The Center for Reproductive Rights finds this decision deeply disappointing. The court failed to acknowledge that Z's daughter's pregnancy was the main reason why the young woman was denied basic health care. Based primarily on the fact that the Polish government disputed several of the facts, including claims that doctors denied medical care on the grounds of personal or religious objection, the court declared several of the allegations inadmissible.

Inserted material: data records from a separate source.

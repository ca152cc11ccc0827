use std::collections::{BTreeMap, HashSet};

use tracing::{debug, info};

use super::accumulator::ChunkAccumulator;
use super::config::SegmenterConfig;
use super::error::SegmentError;
use super::policy::BoundaryPolicy;
use super::types::{Chunk, Message, SplitReason, Verdict};
use crate::embedder::{Batcher, EmbedError, Embedder};

/// Single-pass segmentation of one message stream.
///
/// Embeddings are fetched up front in batches; boundary decisions then run
/// strictly in input order.
pub struct Segmenter<E> {
    embedder: E,
    policy: BoundaryPolicy,
}

impl<E: Embedder> Segmenter<E> {
    pub fn new(embedder: E, config: SegmenterConfig) -> Self {
        Self {
            embedder,
            policy: BoundaryPolicy::new(config),
        }
    }

    pub fn with_defaults(embedder: E) -> Self {
        Self::new(embedder, SegmenterConfig::default())
    }

    pub fn config(&self) -> &SegmenterConfig {
        self.policy.config()
    }

    pub fn embedder(&self) -> &E {
        &self.embedder
    }

    /// Partition `messages` into chunks
    pub fn segment(&self, messages: &[Message]) -> Result<Vec<Chunk>, SegmentError> {
        validate_stream(messages)?;
        let embeddings = self.prefetch(messages)?;
        self.run(messages, &embeddings)
    }

    /// Partition `messages` using embeddings computed elsewhere, one per message
    pub fn segment_with_embeddings(
        &self,
        messages: &[Message],
        embeddings: &[Vec<f32>],
    ) -> Result<Vec<Chunk>, SegmentError> {
        validate_stream(messages)?;

        if embeddings.len() != messages.len() {
            let index = embeddings.len().min(messages.len().saturating_sub(1));
            return Err(SegmentError::EmbeddingUnavailable {
                message_id: messages
                    .get(index)
                    .map(|m| m.message_id.clone())
                    .unwrap_or_default(),
                source: EmbedError::CountMismatch {
                    expected: messages.len(),
                    actual: embeddings.len(),
                },
            });
        }

        let expected = embeddings.first().map(Vec::len).unwrap_or(0);
        check_vectors(messages, embeddings, 0, expected)?;

        self.run(messages, embeddings)
    }

    fn prefetch(&self, messages: &[Message]) -> Result<Vec<Vec<f32>>, SegmentError> {
        let texts: Vec<String> = messages
            .iter()
            .map(|m| m.trimmed_text().to_string())
            .collect();

        let batcher = Batcher::new(self.config().embed_batch_size);
        let mut embeddings = Vec::with_capacity(texts.len());
        let mut expected_dim = self.embedder.dimensions();

        for (offset, batch) in batcher.batches(&texts) {
            let vectors = self.embedder.embed_batch(batch).map_err(|source| {
                SegmentError::EmbeddingUnavailable {
                    message_id: messages[offset].message_id.clone(),
                    source,
                }
            })?;

            if vectors.len() != batch.len() {
                let missing = offset + vectors.len().min(batch.len() - 1);
                return Err(SegmentError::EmbeddingUnavailable {
                    message_id: messages[missing].message_id.clone(),
                    source: EmbedError::CountMismatch {
                        expected: batch.len(),
                        actual: vectors.len(),
                    },
                });
            }

            // An embedder reporting 0 dimensions is trusted to be consistent
            // with its first vector.
            if expected_dim == 0 {
                expected_dim = vectors.first().map(Vec::len).unwrap_or(0);
            }
            check_vectors(messages, &vectors, offset, expected_dim)?;

            debug!(offset, count = vectors.len(), "prefetched embeddings");
            embeddings.extend(vectors);
        }

        Ok(embeddings)
    }

    fn run(
        &self,
        messages: &[Message],
        embeddings: &[Vec<f32>],
    ) -> Result<Vec<Chunk>, SegmentError> {
        let mut accumulator = ChunkAccumulator::new();
        let mut chunks = Vec::new();
        let mut reasons: BTreeMap<&'static str, usize> = BTreeMap::new();

        for (message, embedding) in messages.iter().zip(embeddings) {
            let verdict = self.policy.evaluate(&accumulator, message, embedding)?;

            if let Verdict::Split { reason, similarity } = verdict {
                *reasons.entry(reason.as_str()).or_default() += 1;
                if reason != SplitReason::Start {
                    debug!(
                        message_id = %message.message_id,
                        reason = %reason,
                        similarity = ?similarity,
                        "chunk boundary"
                    );
                }
            }

            if let Some(chunk) = accumulator.apply(verdict, message, embedding)? {
                chunks.push(chunk);
            }
        }

        if let Some(chunk) = accumulator.finalize() {
            chunks.push(chunk);
        }

        info!(
            messages = messages.len(),
            chunks = chunks.len(),
            reasons = ?reasons,
            "segmented stream"
        );

        Ok(chunks)
    }
}

/// Reject streams that would make boundary decisions meaningless
pub fn validate_stream(messages: &[Message]) -> Result<(), SegmentError> {
    let mut seen = HashSet::with_capacity(messages.len());

    for (index, message) in messages.iter().enumerate() {
        if !seen.insert(message.message_id.as_str()) {
            return Err(SegmentError::MalformedInput {
                index,
                reason: format!("duplicate message id {}", message.message_id),
            });
        }

        if message.trimmed_text().is_empty() {
            return Err(SegmentError::MalformedInput {
                index,
                reason: format!("message {} has no text", message.message_id),
            });
        }

        if index > 0 && message.timestamp < messages[index - 1].timestamp {
            return Err(SegmentError::MalformedInput {
                index,
                reason: format!(
                    "timestamp {} precedes previous message at {}",
                    message.timestamp,
                    messages[index - 1].timestamp
                ),
            });
        }
    }

    Ok(())
}

fn check_vectors(
    messages: &[Message],
    vectors: &[Vec<f32>],
    offset: usize,
    expected: usize,
) -> Result<(), SegmentError> {
    for (i, vector) in vectors.iter().enumerate() {
        let source = if vector.len() != expected {
            EmbedError::DimensionMismatch {
                expected,
                actual: vector.len(),
            }
        } else if let Some(component) = vector.iter().position(|x| !x.is_finite()) {
            // NaN compares false against the threshold and would never split
            EmbedError::NonFinite { component }
        } else {
            continue;
        };

        return Err(SegmentError::EmbeddingUnavailable {
            message_id: messages[offset + i].message_id.clone(),
            source,
        });
    }

    Ok(())
}
use chrono::NaiveDateTime;

use super::centroid::CentroidTracker;
use super::error::SegmentError;
use super::types::{Chunk, ChunkId, Message, SplitReason, Verdict, chunk_id_for};

/// The chunk under construction
#[derive(Debug, Clone)]
pub struct OpenChunk {
    pub chunk_id: ChunkId,
    pub sender_id: String,
    pub start_time: NaiveDateTime,
    /// Timestamp of the most recently admitted message
    pub end_time: NaiveDateTime,
    pub message_ids: Vec<String>,
    /// Trimmed member texts
    pub texts: Vec<String>,
    pub message_count: usize,
    pub split_reason: SplitReason,
    pub split_similarity: Option<f32>,
    /// Sum of member text lengths in chars, separators excluded
    pub char_count: usize,
}

impl OpenChunk {
    fn seed(message: &Message, reason: SplitReason, similarity: Option<f32>) -> Self {
        let text = message.trimmed_text().to_string();
        let char_count = text.chars().count();

        Self {
            chunk_id: chunk_id_for(&message.message_id),
            sender_id: message.sender_id.clone(),
            start_time: message.timestamp,
            end_time: message.timestamp,
            message_ids: vec![message.message_id.clone()],
            texts: vec![text],
            message_count: 1,
            split_reason: reason,
            split_similarity: similarity,
            char_count,
        }
    }

    fn push(&mut self, message: &Message) {
        let text = message.trimmed_text().to_string();
        self.char_count += text.chars().count();
        self.message_ids.push(message.message_id.clone());
        self.texts.push(text);
        self.message_count += 1;
        self.end_time = message.timestamp;
    }

    fn finalize(self) -> Chunk {
        Chunk {
            chunk_id: self.chunk_id,
            sender_id: self.sender_id,
            start_time: self.start_time,
            end_time: self.end_time,
            message_ids: self.message_ids,
            text: self.texts.join("\n"),
            message_count: self.message_count,
            split_reason: self.split_reason,
            split_similarity: self.split_similarity,
        }
    }
}

/// Owns the open chunk and its centroid.
///
/// At most one chunk is open at a time; a split closes it and seeds the
/// next one from the triggering message in the same step.
#[derive(Debug, Default)]
pub struct ChunkAccumulator {
    open: Option<OpenChunk>,
    centroid: CentroidTracker,
}

impl ChunkAccumulator {
    pub fn new() -> Self {
        Self::default()
    }

    pub fn open_chunk(&self) -> Option<&OpenChunk> {
        self.open.as_ref()
    }

    pub fn centroid(&self) -> &CentroidTracker {
        &self.centroid
    }

    /// Timestamp of the last message seen. Every message lands in the open
    /// chunk, so this is always the open chunk's end time.
    pub fn previous_timestamp(&self) -> Option<NaiveDateTime> {
        self.open.as_ref().map(|c| c.end_time)
    }

    /// Drive one transition. Returns the chunk closed by a split, if any.
    pub fn apply(
        &mut self,
        verdict: Verdict,
        message: &Message,
        embedding: &[f32],
    ) -> Result<Option<Chunk>, SegmentError> {
        match verdict {
            Verdict::Continue => {
                self.extend(message, embedding)?;
                Ok(None)
            }
            Verdict::Split { reason, similarity } => {
                Ok(self.start(message, embedding, reason, similarity))
            }
        }
    }

    /// Close the open chunk (if any) and seed a new one from `message`
    pub fn start(
        &mut self,
        message: &Message,
        embedding: &[f32],
        reason: SplitReason,
        similarity: Option<f32>,
    ) -> Option<Chunk> {
        let closed = self.finalize();
        self.open = Some(OpenChunk::seed(message, reason, similarity));
        self.centroid.seed(embedding);
        closed
    }

    /// Append `message` to the open chunk
    pub fn extend(&mut self, message: &Message, embedding: &[f32]) -> Result<(), SegmentError> {
        let chunk = self.open.as_mut().ok_or_else(|| {
            SegmentError::Internal(format!(
                "continue verdict for message {} with no open chunk",
                message.message_id
            ))
        })?;

        chunk.push(message);
        self.centroid.fold(embedding);
        Ok(())
    }

    /// Close the open chunk without starting another
    pub fn finalize(&mut self) -> Option<Chunk> {
        self.centroid.reset();
        self.open.take().map(OpenChunk::finalize)
    }
}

The court also relied heavily on statements from Polish medical officials that alleged that the young woman had been given appropriate treatment, in complete disregard of the medically established fact that her illness was entirely treatable and that given correct treatment, nobody suffering from this ailment should have to die. Denying medical treatment on biased grounds is a clear breach of fundamental human rights and flagrantly violates medical ethics. We are shocked by the court's decision to ignore how Poland's flawed health care system led to a preventable maternal mortality. At the same time, the Center takes comfort that this judgment, declaring claims inadmissible based on disputed facts rather than on human rights principles, will not be detrimental to future cases on reproductive rights in Poland or elsewhere.
In P &, S v. Poland, issued two weeks ago, the European Court of Human Rights rebuked Poland for failing to regulate and monitor the widespread use of personal and religious objection in relation to reproductive health care, which has devastating consequences for women's health. The court failed to reiterate this important lesson to the Polish government in the case of Z's daughter, even though it is clear that doctors on conscience grounds denied her treatment based on the incorrect assumption that basic medical diagnostic services would harm her fetus.
The Center deplores this judgment, and we wish to express our deepest sympathy to Ms. Z, the applicant in the case and the mother of the young woman who died.